## Work instruction
Extract each line of the data and write it out again exactly.

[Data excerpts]
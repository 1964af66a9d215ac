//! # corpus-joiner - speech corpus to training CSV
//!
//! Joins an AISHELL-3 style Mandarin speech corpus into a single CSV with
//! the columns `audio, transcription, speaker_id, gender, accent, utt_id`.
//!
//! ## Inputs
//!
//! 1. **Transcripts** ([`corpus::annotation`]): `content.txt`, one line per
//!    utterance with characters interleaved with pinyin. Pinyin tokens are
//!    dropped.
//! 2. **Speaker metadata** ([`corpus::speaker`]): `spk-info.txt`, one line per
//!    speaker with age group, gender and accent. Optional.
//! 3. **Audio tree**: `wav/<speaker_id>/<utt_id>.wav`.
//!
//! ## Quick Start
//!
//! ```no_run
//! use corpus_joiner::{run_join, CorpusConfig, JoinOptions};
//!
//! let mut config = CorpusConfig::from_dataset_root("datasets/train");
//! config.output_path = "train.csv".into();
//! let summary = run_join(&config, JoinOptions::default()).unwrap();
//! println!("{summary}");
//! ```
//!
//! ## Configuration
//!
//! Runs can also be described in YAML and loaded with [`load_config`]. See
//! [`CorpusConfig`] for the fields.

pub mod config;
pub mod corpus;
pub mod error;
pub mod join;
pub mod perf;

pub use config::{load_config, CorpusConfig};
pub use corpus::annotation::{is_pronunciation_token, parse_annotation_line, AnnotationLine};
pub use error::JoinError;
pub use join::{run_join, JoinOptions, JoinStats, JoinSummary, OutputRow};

## Task answer
repository 1964af66a9d215ac
//! # corpus-joiner - speech corpus to training CSV
//!
//! Joins an AISHELL-3 style Mandarin speech corpus into a single CSV with
//! the columns `audio, transcription, speaker_id, gender, accent, utt_id`.
//!
//! ## Inputs
//!
//! 1. **Transcripts** ([`corpus::annotation`]): `content.txt`, one line per
//!    utterance with characters interleaved with pinyin. Pinyin tokens are
//!    dropped.
//! 2. **Speaker metadata** ([`corpus::speaker`]): `spk-info.txt`, one line per
//!    speaker with age group, gender and accent. Optional.
//! 3. **Audio tree**: `wav/<speaker_id>/<utt_id>.wav`.
//!
//! ## Quick Start
//!
//! ```no_run
//! use corpus_joiner::{run_join, CorpusConfig, JoinOptions};
//!
//! let mut config = CorpusConfig::from_dataset_root("datasets/train");
//! config.output_path = "train.csv".into();
//! let summary = run_join(&config, JoinOptions::default()).unwrap();
//! println!("{summary}");
//! ```
//!
//! ## Configuration
//!
//! Runs can also be described in YAML and loaded with [`load_config`]. See
//! [`CorpusConfig`] for the fields.

pub mod config;
pub mod corpus;
pub mod error;
pub mod join;
pub mod perf;

pub use config::{load_config, CorpusConfig};
pub use corpus::annotation::{is_pronunciation_token, parse_annotation_line, AnnotationLine};
pub use error::JoinError;
pub use join::{run_join, JoinOptions, JoinStats, JoinSummary, OutputRow};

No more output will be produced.